• **Exercise details**
Transcribe every record without leaving anything out or changing a word.

• **Data excerpts**
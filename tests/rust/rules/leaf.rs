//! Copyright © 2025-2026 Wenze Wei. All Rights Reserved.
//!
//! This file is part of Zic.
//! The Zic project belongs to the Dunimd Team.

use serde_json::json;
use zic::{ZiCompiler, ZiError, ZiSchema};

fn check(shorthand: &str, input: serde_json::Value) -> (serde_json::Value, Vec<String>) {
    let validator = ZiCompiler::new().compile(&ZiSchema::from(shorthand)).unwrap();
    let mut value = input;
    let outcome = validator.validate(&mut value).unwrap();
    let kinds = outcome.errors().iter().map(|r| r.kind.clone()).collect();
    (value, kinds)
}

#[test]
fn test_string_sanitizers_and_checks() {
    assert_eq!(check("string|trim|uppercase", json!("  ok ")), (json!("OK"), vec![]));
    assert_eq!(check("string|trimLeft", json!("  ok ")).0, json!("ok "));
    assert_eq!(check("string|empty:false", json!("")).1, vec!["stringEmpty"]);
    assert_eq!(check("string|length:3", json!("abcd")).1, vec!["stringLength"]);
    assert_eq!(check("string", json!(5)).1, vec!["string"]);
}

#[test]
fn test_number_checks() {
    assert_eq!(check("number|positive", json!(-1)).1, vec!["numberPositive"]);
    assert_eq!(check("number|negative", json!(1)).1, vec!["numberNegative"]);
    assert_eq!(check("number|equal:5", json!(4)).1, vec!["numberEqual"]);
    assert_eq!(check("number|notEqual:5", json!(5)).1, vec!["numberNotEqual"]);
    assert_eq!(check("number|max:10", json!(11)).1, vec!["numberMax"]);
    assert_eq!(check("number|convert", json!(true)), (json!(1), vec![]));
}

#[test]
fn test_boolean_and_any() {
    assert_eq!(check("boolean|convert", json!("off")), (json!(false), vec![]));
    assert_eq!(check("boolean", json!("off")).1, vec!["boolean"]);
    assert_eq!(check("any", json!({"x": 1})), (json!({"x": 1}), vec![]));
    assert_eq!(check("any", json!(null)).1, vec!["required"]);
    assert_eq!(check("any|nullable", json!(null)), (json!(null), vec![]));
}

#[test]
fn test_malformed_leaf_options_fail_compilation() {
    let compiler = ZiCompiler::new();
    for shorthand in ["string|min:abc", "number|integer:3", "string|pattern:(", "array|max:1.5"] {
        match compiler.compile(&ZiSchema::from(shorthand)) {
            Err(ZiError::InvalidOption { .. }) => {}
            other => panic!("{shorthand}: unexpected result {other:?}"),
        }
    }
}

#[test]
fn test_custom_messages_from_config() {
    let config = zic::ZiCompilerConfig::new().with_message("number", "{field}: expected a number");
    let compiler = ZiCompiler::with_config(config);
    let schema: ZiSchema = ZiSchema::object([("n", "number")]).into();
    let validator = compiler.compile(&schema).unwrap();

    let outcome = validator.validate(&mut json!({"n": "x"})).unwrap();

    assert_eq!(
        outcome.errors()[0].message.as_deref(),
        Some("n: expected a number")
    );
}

• **Output**
filename tests/rust/rules/leaf.rs
//! Copyright © 2025-2026 Wenze Wei. All Rights Reserved.
//!
//! This file is part of Zic.
//! The Zic project belongs to the Dunimd Team.

use serde_json::json;
use zic::{ZiCompiler, ZiError, ZiSchema};

fn check(shorthand: &str, input: serde_json::Value) -> (serde_json::Value, Vec<String>) {
    let validator = ZiCompiler::new().compile(&ZiSchema::from(shorthand)).unwrap();
    let mut value = input;
    let outcome = validator.validate(&mut value).unwrap();
    let kinds = outcome.errors().iter().map(|r| r.kind.clone()).collect();
    (value, kinds)
}

#[test]
fn test_string_sanitizers_and_checks() {
    assert_eq!(check("string|trim|uppercase", json!("  ok ")), (json!("OK"), vec![]));
    assert_eq!(check("string|trimLeft", json!("  ok ")).0, json!("ok "));
    assert_eq!(check("string|empty:false", json!("")).1, vec!["stringEmpty"]);
    assert_eq!(check("string|length:3", json!("abcd")).1, vec!["stringLength"]);
    assert_eq!(check("string", json!(5)).1, vec!["string"]);
}

#[test]
fn test_number_checks() {
    assert_eq!(check("number|positive", json!(-1)).1, vec!["numberPositive"]);
    assert_eq!(check("number|negative", json!(1)).1, vec!["numberNegative"]);
    assert_eq!(check("number|equal:5", json!(4)).1, vec!["numberEqual"]);
    assert_eq!(check("number|notEqual:5", json!(5)).1, vec!["numberNotEqual"]);
    assert_eq!(check("number|max:10", json!(11)).1, vec!["numberMax"]);
    assert_eq!(check("number|convert", json!(true)), (json!(1), vec![]));
}

#[test]
fn test_boolean_and_any() {
    assert_eq!(check("boolean|convert", json!("off")), (json!(false), vec![]));
    assert_eq!(check("boolean", json!("off")).1, vec!["boolean"]);
    assert_eq!(check("any", json!({"x": 1})), (json!({"x": 1}), vec![]));
    assert_eq!(check("any", json!(null)).1, vec!["required"]);
    assert_eq!(check("any|nullable", json!(null)), (json!(null), vec![]));
}

#[test]
fn test_malformed_leaf_options_fail_compilation() {
    let compiler = ZiCompiler::new();
    for shorthand in ["string|min:abc", "number|integer:3", "string|pattern:(", "array|max:1.5"] {
        match compiler.compile(&ZiSchema::from(shorthand)) {
            Err(ZiError::InvalidOption { .. }) => {}
            other => panic!("{shorthand}: unexpected result {other:?}"),
        }
    }
}

#[test]
fn test_custom_messages_from_config() {
    let config = zic::ZiCompilerConfig::new().with_message("number", "{field}: expected a number");
    let compiler = ZiCompiler::with_config(config);
    let schema: ZiSchema = ZiSchema::object([("n", "number")]).into();
    let validator = compiler.compile(&schema).unwrap();

    let outcome = validator.validate(&mut json!({"n": "x"})).unwrap();

    assert_eq!(
        outcome.errors()[0].message.as_deref(),
        Some("n: expected a number")
    );
}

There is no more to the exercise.